> Exercise instructions
Start to finish, return the listing exactly as written.
>>>>
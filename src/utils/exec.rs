//! External command execution.
//!
//! A small builder around `std::process::Command`, with optional PTY mode
//! for tools that only print colored output to a terminal.
//!
//! ```ignore
//! use crate::utils::exec::Cmd;
//!
//! let output = Cmd::from_slice(&["./upload", "rss.xml"])
//!     .cwd(root)
//!     .envs(&vars)
//!     .pty(true)
//!     .run()?;
//! ```

use portable_pty::{CommandBuilder, NativePtySystem, PtySize, PtySystem};
use std::{
    ffi::{OsStr, OsString},
    io::Read,
    path::{Path, PathBuf},
    process::Command,
};
use thiserror::Error;

#[derive(Debug, Error)]
pub enum ExecError {
    #[error("failed to start `{program}`")]
    Spawn {
        program: String,
        #[source]
        source: std::io::Error,
    },

    #[error("pseudo-terminal error while running `{program}`: {message}")]
    Pty { program: String, message: String },
}

/// Result of a finished process.
#[derive(Debug, Clone)]
pub struct CmdOutput {
    pub success: bool,
    /// Exit code, when the platform reports one.
    pub code: Option<i32>,
    /// All of stdout, then all of stderr.
    ///
    /// The two pipes are read separately, so lines are not interleaved in
    /// the order the program wrote them. In PTY mode both streams share the
    /// terminal and arrive in write order.
    pub output: String,
}

// ============================================================================
// Builder API
// ============================================================================

/// Command builder for external process execution.
#[derive(Debug, Default)]
pub struct Cmd {
    program: OsString,
    args: Vec<OsString>,
    cwd: Option<PathBuf>,
    envs: Vec<(String, String)>,
    use_pty: bool,
}

impl Cmd {
    pub fn new<S: AsRef<OsStr>>(program: S) -> Self {
        Self {
            program: program.as_ref().to_owned(),
            ..Default::default()
        }
    }

    /// Create from a command array (e.g., `["./upload"]` or `["netlify", "deploy"]`).
    pub fn from_slice<S: AsRef<OsStr>>(cmd: &[S]) -> Self {
        let mut iter = cmd.iter();
        let program = iter
            .next()
            .map(|s| s.as_ref().to_owned())
            .unwrap_or_default();
        Self::new(program).args(iter)
    }

    /// Add multiple arguments. Empty arguments are dropped.
    pub fn args<I, S>(mut self, args: I) -> Self
    where
        I: IntoIterator<Item = S>,
        S: AsRef<OsStr>,
    {
        for arg in args {
            let arg = arg.as_ref();
            if !arg.is_empty() {
                self.args.push(arg.to_owned());
            }
        }
        self
    }

    pub fn cwd<P: AsRef<Path>>(mut self, dir: P) -> Self {
        self.cwd = Some(dir.as_ref().to_owned());
        self
    }

    /// Set environment variables for the subprocess.
    pub fn envs<K, V, I>(mut self, vars: I) -> Self
    where
        K: AsRef<str>,
        V: AsRef<str>,
        I: IntoIterator<Item = (K, V)>,
    {
        for (k, v) in vars {
            self.envs.push((k.as_ref().to_owned(), v.as_ref().to_owned()));
        }
        self
    }

    /// Run inside a pseudo-terminal.
    pub fn pty(mut self, enable: bool) -> Self {
        self.use_pty = enable;
        self
    }

    /// Program name for messages.
    pub fn program_name(&self) -> String {
        self.program.to_string_lossy().into_owned()
    }

    /// Execute and wait. A non-zero exit is reported in [`CmdOutput`], not
    /// as an error.
    pub fn run(self) -> Result<CmdOutput, ExecError> {
        if self.use_pty {
            self.run_with_pty()
        } else {
            self.run_simple()
        }
    }

    fn run_simple(self) -> Result<CmdOutput, ExecError> {
        let program = self.program_name();
        let mut cmd = Command::new(&self.program);
        cmd.args(&self.args).envs(self.envs.iter().cloned());

        if let Some(dir) = &self.cwd {
            cmd.current_dir(dir);
        }

        let output = cmd
            .output()
            .map_err(|source| ExecError::Spawn { program, source })?;

        let mut combined = String::from_utf8_lossy(&output.stdout).into_owned();
        combined.push_str(&String::from_utf8_lossy(&output.stderr));

        Ok(CmdOutput {
            success: output.status.success(),
            code: output.status.code(),
            output: combined,
        })
    }

    fn run_with_pty(self) -> Result<CmdOutput, ExecError> {
        let program = self.program_name();
        let pty_error = |e: &dyn std::fmt::Display| ExecError::Pty {
            program: program.clone(),
            message: e.to_string(),
        };

        let mut cmd_builder = CommandBuilder::new(&self.program);
        cmd_builder.args(&self.args);
        for (k, v) in &self.envs {
            cmd_builder.env(k, v);
        }
        if let Some(dir) = &self.cwd {
            cmd_builder.cwd(dir);
        }

        let pty_system = NativePtySystem::default();
        let pair = pty_system
            .openpty(PtySize {
                rows: 24,
                cols: 80,
                pixel_width: 0,
                pixel_height: 0,
            })
            .map_err(|e| pty_error(&e))?;

        let mut child = pair
            .slave
            .spawn_command(cmd_builder)
            .map_err(|e| pty_error(&e))?;
        drop(pair.slave);

        // PTY reads block until EOF, so drain on another thread
        let mut reader = pair.master.try_clone_reader().map_err(|e| pty_error(&e))?;
        let output_handle = std::thread::spawn(move || {
            let mut output = Vec::new();
            let _ = reader.read_to_end(&mut output);
            output
        });

        let status = child.wait().map_err(|e| pty_error(&e))?;
        drop(pair.master);

        let output = output_handle
            .join()
            .map_err(|_| pty_error(&"output reader thread panicked"))?;

        Ok(CmdOutput {
            success: status.success(),
            code: i32::try_from(status.exit_code()).ok(),
            output: String::from_utf8_lossy(&output).into_owned(),
        })
    }
}

// ============================================================================
// Tests
// ============================================================================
<<<<
> Solved exercise
filename src/utils/exec.rs
//! External command execution.
//!
//! A small builder around `std::process::Command`, with optional PTY mode
//! for tools that only print colored output to a terminal.
//!
//! ```ignore
//! use crate::utils::exec::Cmd;
//!
//! let output = Cmd::from_slice(&["./upload", "rss.xml"])
//!     .cwd(root)
//!     .envs(&vars)
//!     .pty(true)
//!     .run()?;
//! ```

use portable_pty::{CommandBuilder, NativePtySystem, PtySize, PtySystem};
use std::{
    ffi::{OsStr, OsString},
    io::Read,
    path::{Path, PathBuf},
    process::Command,
};
use thiserror::Error;

#[derive(Debug, Error)]
pub enum ExecError {
    #[error("failed to start `{program}`")]
    Spawn {
        program: String,
        #[source]
        source: std::io::Error,
    },

    #[error("pseudo-terminal error while running `{program}`: {message}")]
    Pty { program: String, message: String },
}

/// Result of a finished process.
#[derive(Debug, Clone)]
pub struct CmdOutput {
    pub success: bool,
    /// Exit code, when the platform reports one.
    pub code: Option<i32>,
    /// All of stdout, then all of stderr.
    ///
    /// The two pipes are read separately, so lines are not interleaved in
    /// the order the program wrote them. In PTY mode both streams share the
    /// terminal and arrive in write order.
    pub output: String,
}

// ============================================================================
// Builder API
// ============================================================================

/// Command builder for external process execution.
#[derive(Debug, Default)]
pub struct Cmd {
    program: OsString,
    args: Vec<OsString>,
    cwd: Option<PathBuf>,
    envs: Vec<(String, String)>,
    use_pty: bool,
}

impl Cmd {
    pub fn new<S: AsRef<OsStr>>(program: S) -> Self {
        Self {
            program: program.as_ref().to_owned(),
            ..Default::default()
        }
    }

    /// Create from a command array (e.g., `["./upload"]` or `["netlify", "deploy"]`).
    pub fn from_slice<S: AsRef<OsStr>>(cmd: &[S]) -> Self {
        let mut iter = cmd.iter();
        let program = iter
            .next()
            .map(|s| s.as_ref().to_owned())
            .unwrap_or_default();
        Self::new(program).args(iter)
    }

    /// Add multiple arguments. Empty arguments are dropped.
    pub fn args<I, S>(mut self, args: I) -> Self
    where
        I: IntoIterator<Item = S>,
        S: AsRef<OsStr>,
    {
        for arg in args {
            let arg = arg.as_ref();
            if !arg.is_empty() {
                self.args.push(arg.to_owned());
            }
        }
        self
    }

    pub fn cwd<P: AsRef<Path>>(mut self, dir: P) -> Self {
        self.cwd = Some(dir.as_ref().to_owned());
        self
    }

    /// Set environment variables for the subprocess.
    pub fn envs<K, V, I>(mut self, vars: I) -> Self
    where
        K: AsRef<str>,
        V: AsRef<str>,
        I: IntoIterator<Item = (K, V)>,
    {
        for (k, v) in vars {
            self.envs.push((k.as_ref().to_owned(), v.as_ref().to_owned()));
        }
        self
    }

    /// Run inside a pseudo-terminal.
    pub fn pty(mut self, enable: bool) -> Self {
        self.use_pty = enable;
        self
    }

    /// Program name for messages.
    pub fn program_name(&self) -> String {
        self.program.to_string_lossy().into_owned()
    }

    /// Execute and wait. A non-zero exit is reported in [`CmdOutput`], not
    /// as an error.
    pub fn run(self) -> Result<CmdOutput, ExecError> {
        if self.use_pty {
            self.run_with_pty()
        } else {
            self.run_simple()
        }
    }

    fn run_simple(self) -> Result<CmdOutput, ExecError> {
        let program = self.program_name();
        let mut cmd = Command::new(&self.program);
        cmd.args(&self.args).envs(self.envs.iter().cloned());

        if let Some(dir) = &self.cwd {
            cmd.current_dir(dir);
        }

        let output = cmd
            .output()
            .map_err(|source| ExecError::Spawn { program, source })?;

        let mut combined = String::from_utf8_lossy(&output.stdout).into_owned();
        combined.push_str(&String::from_utf8_lossy(&output.stderr));

        Ok(CmdOutput {
            success: output.status.success(),
            code: output.status.code(),
            output: combined,
        })
    }

    fn run_with_pty(self) -> Result<CmdOutput, ExecError> {
        let program = self.program_name();
        let pty_error = |e: &dyn std::fmt::Display| ExecError::Pty {
            program: program.clone(),
            message: e.to_string(),
        };

        let mut cmd_builder = CommandBuilder::new(&self.program);
        cmd_builder.args(&self.args);
        for (k, v) in &self.envs {
            cmd_builder.env(k, v);
        }
        if let Some(dir) = &self.cwd {
            cmd_builder.cwd(dir);
        }

        let pty_system = NativePtySystem::default();
        let pair = pty_system
            .openpty(PtySize {
                rows: 24,
                cols: 80,
                pixel_width: 0,
                pixel_height: 0,
            })
            .map_err(|e| pty_error(&e))?;

        let mut child = pair
            .slave
            .spawn_command(cmd_builder)
            .map_err(|e| pty_error(&e))?;
        drop(pair.slave);

        // PTY reads block until EOF, so drain on another thread
        let mut reader = pair.master.try_clone_reader().map_err(|e| pty_error(&e))?;
        let output_handle = std::thread::spawn(move || {
            let mut output = Vec::new();
            let _ = reader.read_to_end(&mut output);
            output
        });

        let status = child.wait().map_err(|e| pty_error(&e))?;
        drop(pair.master);

        let output = output_handle
            .join()
            .map_err(|_| pty_error(&"output reader thread panicked"))?;

        Ok(CmdOutput {
            success: status.success(),
            code: i32::try_from(status.exit_code()).ok(),
            output: String::from_utf8_lossy(&output).into_owned(),
        })
    }
}

// ============================================================================
// Tests
// ============================================================================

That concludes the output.